Au décès de l’assuré, les droits à la pension de réversion sont déterminés en fonction des droits acquis par le défunt, et d’autre part, de la réglementation en vigueur à cette date, que l’assuré ait ou non liquidé sa pension au moment du décès.

Les pensions de base

Dans les régimes de la fonction publique et dans la plupart des autres régimes spéciaux, aucune condition d’âge n’est requise. Pour les autres régimes, des seuils d’âge ont été prévus. Ils peuvent varier entre 40 et 60 ans. Ce seuil est de 55 ans pour le régime général. Toutefois, les conjoints des assurés du régime général qui ne remplissent pas la condition d’âge peuvent demander à bénéficier de l’allocation veuvage.

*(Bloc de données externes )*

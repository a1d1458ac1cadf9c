//! Heuristic signal extraction from free text and fetched HTML.
//!
//! This crate provides:
//! - [`text`]: slug generation and short-phrase splitting
//! - [`price`]: price model detection over page text
//! - [`platform`]: platform detection over page text
//! - [`name`]: product name guessing from a page title/h1
//! - [`meta`]: flat metadata extraction from an HTML document
//!
//! Everything here is pure and infallible: bad input degrades to empty output.

pub mod meta;
pub mod name;
pub mod platform;
pub mod price;
pub mod text;

pub use meta::extract_page_meta;
pub use name::{NAME_SEPARATORS, guess_name};
pub use platform::{Evidence, PLATFORM_RULES, Platform, PlatformTest, detect_platforms};
pub use price::{PRICE_RULES, PriceModel, PriceRule, detect_price_model};
pub use text::{dedup_preserving, slugify, split_features};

À la différence du régime général et des régimes alignés ainsi que des régimes de base des professions libérales et des exploitants agricoles, une condition d’ancienneté du mariage, comprise entre 2 et 4 ans, est exigée dans les régimes spéciaux et de la fonction publique. Cette condition, toutefois, disparaît dans plusieurs de ces régimes quand un ou plusieurs enfants sont issus du mariage.

En plus de la condition d’âge, les régimes complémentaires des professions libérales (hors avocats) et exploitants agricoles exigent également une condition d’ancienneté du mariage de 2 ans.

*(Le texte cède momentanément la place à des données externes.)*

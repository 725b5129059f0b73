//! Legacy perceptual-hash ranking.
//!
//! Hamming distances are not similarities; results from this path are kept
//! apart from cosine-ranked matches.

use tracing::debug;

use vitrina_core::{HashMatch, Item};
use vitrina_inference::hamming_distance;

/// Rank items by Hamming distance between their stored hash and `query_hash`.
///
/// Ascending (ties keep candidate order), distances above `max_distance`
/// dropped, truncated to `limit`. Items with no or malformed hashes are
/// skipped.
pub fn rank_by_hash(
    query_hash: &str,
    candidates: &[Item],
    max_distance: u32,
    limit: usize,
) -> Vec<HashMatch> {
    let mut matches: Vec<HashMatch> = candidates
        .iter()
        .filter_map(|item| {
            let stored = item.image_hash.as_deref()?;
            match hamming_distance(query_hash, stored) {
                Some(distance) => Some((item, distance)),
                None => {
                    debug!(
                        subsystem = "search",
                        component = "legacy",
                        item_id = %item.id,
                        "Skipping item with malformed hash"
                    );
                    None
                }
            }
        })
        .filter(|(_, distance)| *distance <= max_distance)
        .map(|(item, distance)| HashMatch {
            item: item.clone(),
            distance,
        })
        .collect();

    matches.sort_by_key(|m| m.distance);
    matches.truncate(limit);
    matches
}

#[cfg(test)]
mod tests {
    use super::*;
    use uuid::Uuid;

    fn item(hash: Option<&str>) -> Item {
        Item {
            id: Uuid::new_v4(),
            branch_id: Uuid::nil(),
            name: "x".to_string(),
            category: "rugs".to_string(),
            collection: None,
            photo: None,
            image_hash: hash.map(str::to_string),
            image_embedding: None,
            created_at: Default::default(),
            updated_at: Default::default(),
            deleted_at: None,
        }
    }

    #[test]
    fn test_ranks_ascending_and_drops_far_hashes() {
        let exact = item(Some("ffffffffffffffff"));
        let near = item(Some("fffffffffffffff0")); // 4 bits off
        let far = item(Some("0000000000000000"));
        let results = rank_by_hash(
            "ffffffffffffffff",
            &[near.clone(), far, exact.clone()],
            10,
            10,
        );
        let ids: Vec<Uuid> = results.iter().map(|m| m.item.id).collect();
        assert_eq!(ids, vec![exact.id, near.id]);
        assert_eq!(results[1].distance, 4);
    }

    #[test]
    fn test_boundary_distance_is_kept() {
        let eight_off = item(Some("ffffffffffffff00"));
        let results = rank_by_hash("ffffffffffffffff", &[eight_off], 8, 10);
        assert_eq!(results.len(), 1);
    }

    #[test]
    fn test_skips_missing_and_malformed_hashes() {
        let results = rank_by_hash(
            "ffffffffffffffff",
            &[item(None), item(Some("not-hex")), item(Some("ff"))],
            64,
            10,
        );
        assert!(results.is_empty());
    }

    #[test]
    fn test_ties_keep_order_and_limit() {
        let a = item(Some("0000000000000001"));
        let b = item(Some("0000000000000002"));
        let results = rank_by_hash("0000000000000000", &[a.clone(), b], 10, 1);
        assert_eq!(results.len(), 1);
        assert_eq!(results[0].item.id, a.id);
    }
}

L’éligibilité à la pension de réversion est conditionnée pour les régimes de retraite de base du secteur privé et des indépendants à des critères de ressources. Depuis le 1er janvier 2004, le régime général, les régimes alignés et les régimes de base des professions libérales et des exploitants agricoles soumettent le droit à la réversion à une même condition de ressources. La pension de réversion est attribuée au conjoint survivant âgé de 55 ans ou plus, quand ses ressources annuelles ou celles du ménage sont inférieures ou égales à 2 080 fois le SMIC horaire (soit 24 232 euros)  pour une personne seule et à 1,6 fois ce montant pour les personnes vivant à nouveau en couple après le décès de l’assuré.

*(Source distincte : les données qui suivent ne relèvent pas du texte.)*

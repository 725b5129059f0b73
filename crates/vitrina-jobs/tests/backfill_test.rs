//! Backfill runs over an in-memory catalog.

use std::sync::Arc;

use base64::Engine;
use vitrina_core::{ItemFilter, ItemRepository};
use vitrina_db::test_fixtures::ItemFixture;
use vitrina_db::MemoryCatalog;
use vitrina_inference::mock::{test_image_png, PixelEncoder};
use vitrina_inference::{dhash, EmbeddingExtractor};
use vitrina_jobs::{
    Backfill, BackfillConfig, BackfillReport, DataUriPhotoSource, FsPhotoSource, HttpPhotoSource,
    PhotoSourceChain,
};
use wiremock::matchers::{method, path};
use wiremock::{Mock, MockServer, ResponseTemplate};

const DIM: usize = 16;

fn data_uri(photo: &[u8]) -> String {
    format!(
        "data:image/png;base64,{}",
        base64::engine::general_purpose::STANDARD.encode(photo)
    )
}

fn backfill(catalog: &MemoryCatalog, photos: Arc<dyn vitrina_core::PhotoSource>) -> Backfill {
    Backfill::new(
        Arc::new(catalog.clone()),
        EmbeddingExtractor::new(Arc::new(PixelEncoder::new(DIM))),
        photos,
    )
}

#[tokio::test]
async fn test_backfill_fills_missing_hashes_and_embeddings() {
    let catalog = MemoryCatalog::new();
    let photo = test_image_png(48, 48, 3);

    let fresh = ItemFixture::new("fresh").photo(&data_uri(&photo)).build();
    let no_photo = ItemFixture::new("no photo").build();
    let broken = ItemFixture::new("broken")
        .photo("data:image/png;base64,@@@")
        .build();
    let done = ItemFixture::new("done")
        .photo(&data_uri(&photo))
        .embedding(&[1.0; DIM])
        .hash("0000000000000000")
        .build();
    let fresh_id = fresh.id;
    for item in [fresh, no_photo, broken, done] {
        catalog.put_item(item).await;
    }

    let report = backfill(&catalog, Arc::new(DataUriPhotoSource))
        .run(&ItemFilter::new())
        .await
        .unwrap();

    assert_eq!(
        report,
        BackfillReport {
            processed: 3,
            embedded: 1,
            hashed: 1,
            skipped: 1,
            failed: 1,
        }
    );
    let item = catalog.fetch(fresh_id).await.unwrap().unwrap();
    assert_eq!(item.image_hash, Some(dhash(&photo).unwrap()));
    assert!(item.primary_embedding(DIM).unwrap().is_some());

    // a second run has nothing left but the items without usable photos
    let again = backfill(&catalog, Arc::new(DataUriPhotoSource))
        .run(&ItemFilter::new())
        .await
        .unwrap();
    assert_eq!(again.processed, 2);
    assert_eq!(again.embedded + again.hashed, 0);
}

#[tokio::test]
async fn test_hashes_only_leaves_embeddings_alone() {
    let catalog = MemoryCatalog::new();
    let photo = test_image_png(32, 32, 1);
    let item = ItemFixture::new("legacy").photo(&data_uri(&photo)).build();
    let id = item.id;
    catalog.put_item(item).await;

    let report = backfill(&catalog, Arc::new(DataUriPhotoSource))
        .with_config(BackfillConfig::default().hashes_only())
        .run(&ItemFilter::new())
        .await
        .unwrap();

    assert_eq!(report.hashed, 1);
    assert_eq!(report.embedded, 0);
    let item = catalog.fetch(id).await.unwrap().unwrap();
    assert!(item.image_hash.is_some());
    assert!(!item.has_embedding());
}

#[tokio::test]
async fn test_undecodable_photo_counts_as_failed() {
    let catalog = MemoryCatalog::new();
    let item = ItemFixture::new("junk").photo(&data_uri(b"junk bytes")).build();
    catalog.put_item(item).await;

    let report = backfill(&catalog, Arc::new(DataUriPhotoSource))
        .run(&ItemFilter::new())
        .await
        .unwrap();
    assert_eq!(report.processed, 1);
    assert_eq!(report.failed, 1);
    assert_eq!(report.embedded + report.hashed, 0);
}

#[tokio::test]
async fn test_scope_filter_limits_items() {
    let catalog = MemoryCatalog::new();
    let photo = test_image_png(32, 32, 2);
    catalog
        .put_item(
            ItemFixture::new("rug")
                .category("rugs")
                .photo(&data_uri(&photo))
                .build(),
        )
        .await;
    catalog
        .put_item(
            ItemFixture::new("lamp")
                .category("lamps")
                .photo(&data_uri(&photo))
                .build(),
        )
        .await;

    let report = backfill(&catalog, Arc::new(DataUriPhotoSource))
        .run(&ItemFilter::new().with_category("lamps"))
        .await
        .unwrap();
    assert_eq!(report.processed, 1);
    assert_eq!(report.embedded, 1);
}

#[tokio::test]
async fn test_filesystem_photos_through_chain() {
    let dir = tempfile::tempdir().unwrap();
    let photo = test_image_png(40, 40, 6);
    std::fs::create_dir_all(dir.path().join("rugs")).unwrap();
    std::fs::write(dir.path().join("rugs/kashan.png"), &photo).unwrap();

    let catalog = MemoryCatalog::new();
    let on_disk = ItemFixture::new("on disk").photo("rugs/kashan.png").build();
    let inline = ItemFixture::new("inline").photo(&data_uri(&photo)).build();
    let missing = ItemFixture::new("missing").photo("rugs/gone.png").build();
    for item in [on_disk, inline, missing] {
        catalog.put_item(item).await;
    }

    let sources = PhotoSourceChain::new()
        .with(Arc::new(DataUriPhotoSource))
        .with(Arc::new(FsPhotoSource::new(dir.path())));
    let report = backfill(&catalog, Arc::new(sources))
        .run(&ItemFilter::new())
        .await
        .unwrap();

    assert_eq!(report.processed, 3);
    assert_eq!(report.embedded, 2);
    assert_eq!(report.hashed, 2);
    assert_eq!(report.skipped, 1);
    assert_eq!(report.failed, 0);
}

#[tokio::test]
async fn test_photos_downloaded_over_http() {
    let server = MockServer::start().await;
    let photo = test_image_png(40, 40, 7);
    Mock::given(method("GET"))
        .and(path("/photos/tabriz.png"))
        .respond_with(ResponseTemplate::new(200).set_body_bytes(photo.clone()))
        .expect(1)
        .mount(&server)
        .await;
    Mock::given(method("GET"))
        .and(path("/photos/sold.png"))
        .respond_with(ResponseTemplate::new(404))
        .mount(&server)
        .await;
    Mock::given(method("GET"))
        .and(path("/photos/flaky.png"))
        .respond_with(ResponseTemplate::new(503))
        .mount(&server)
        .await;

    let catalog = MemoryCatalog::new();
    let remote = ItemFixture::new("remote")
        .photo(&format!("{}/photos/tabriz.png", server.uri()))
        .build();
    let remote_id = remote.id;
    let gone = ItemFixture::new("gone")
        .photo(&format!("{}/photos/sold.png", server.uri()))
        .build();
    let flaky = ItemFixture::new("flaky")
        .photo(&format!("{}/photos/flaky.png", server.uri()))
        .build();
    for item in [remote, gone, flaky] {
        catalog.put_item(item).await;
    }

    let sources = PhotoSourceChain::new()
        .with(Arc::new(DataUriPhotoSource))
        .with(Arc::new(HttpPhotoSource::new()))
        .with(Arc::new(FsPhotoSource::new(std::env::temp_dir())));
    let report = backfill(&catalog, Arc::new(sources))
        .run(&ItemFilter::new())
        .await
        .unwrap();

    assert_eq!(
        report,
        BackfillReport {
            processed: 3,
            embedded: 1,
            hashed: 1,
            skipped: 1,
            failed: 1,
        }
    );
    let item = catalog.fetch(remote_id).await.unwrap().unwrap();
    assert_eq!(item.image_hash, Some(dhash(&photo).unwrap()));
    assert!(item.has_embedding());
}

Quand les ressources personnelles de l’ayant droit dépassent le plafond de ressources, le droit à la pension de réversion n’est pas ouvert. Si les ressources ne dépassent pas le plafond, le droit à la pension de réversion est ouvert. Le montant brut de l’ensemble des pensions de réversion de base servies au conjoint survivant est en principe ajouté dans leur intégralité. Cependant, en cas de dépassement du plafond de ressources après prise en compte des pensions de réversions du conjoint décédé, les pensions de réversion ne sont pas versées intégralement, et sont réduites à hauteur du dépassement.

Les pensions de réversion versées par les complémentaires

Aucune condition de ressources ne s’applique pour l’octroi de la pension de réversion versée par l’Agirc-Arrco. Pour le régime complémentaire des indépendants, qui prévoit également une condition de ressources, le dépassement du plafond n’entraîne pas, comme au régime général, la suppression du droit à la réversion, mais seulement une diminution du montant de la pension versée au conjoint survivant.

Pour apprécier le plafond tous les revenus du demandeur ne sont pas pris en compte pour le calcul de ses ressources personnelles. Quand l’ayant droit est âgé de 55 ans ou plus, ses revenus d’activité font l’objet d’un abattement de 30 %.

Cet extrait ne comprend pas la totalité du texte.